Sweet Corn Mac and Cheese


One Year: Bourbon, Brown Butter, and Chocolate Chip Pecan Pie
Two Years: Fig, Feta, and Scallion Cornbread
Three Years: Red Potato Gratin with Thyme and Manchego
Four Years: Roasted Shallot and Apple Mashed Potato Pancakes
Five Years: Brown Sugar Pomegranate Cranberry Sauce
Six Years: Spinach with Warm Fig and Honey Vinaigrette
Seven Years: Honey Buttermilk Biscuits

Sweet Corn Mac and Cheese
Makes one 8x8x2 square pan

1 16-oz package dried elbow noodles
3 tbsp unsalted butter
3 tbsp all-purpose flour
1 1/2 cups whole milk
1 cup vegetable stock
1 garlic clove, minced (optional)
2 scallions, light green parts only, sliced into rounds
2 cups brie (or saint andre), in chunks
2 1/2 cup sharp white cheddar cheese
1 15oz can sweet corn, drained
himalayan salt and pepper, to taste

Bring salted water to a boil and cook noodles to al dente following package instructions.

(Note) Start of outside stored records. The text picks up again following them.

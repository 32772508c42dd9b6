//! Domain models - the vocabulary of the system.
//!
//! Every name here should match how we talk about the fleet: rockets go to
//! space, missions track the rockets flying them.

pub mod id;
pub mod mission;
pub mod rocket;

Be sure to stir frequently so the noodles do not stick together. While the noodles are cooking, melt butter in a medium saucepan. Add flour and stir until combined and light brown. Add whole milk and vegetable stock and bring the mixture to a boil, whisking constantly until the sauce has thickened (about 3-5 minutes). Once the sauce has thickened, add garlic and scallions and stir for another minute. Turn off heat and stir in cheeses until completely combined. Add salt and pepper to taste. Preheat broiler. Drain noodles and pour into a large bowl. Add corn. Stir in cheese sauce, making sure the pasta is evenly coated. Pour the mac and cheese mixture into an 8x8x2 pan and broil for 3-4 minutes, until the top is lightly browned. Serve.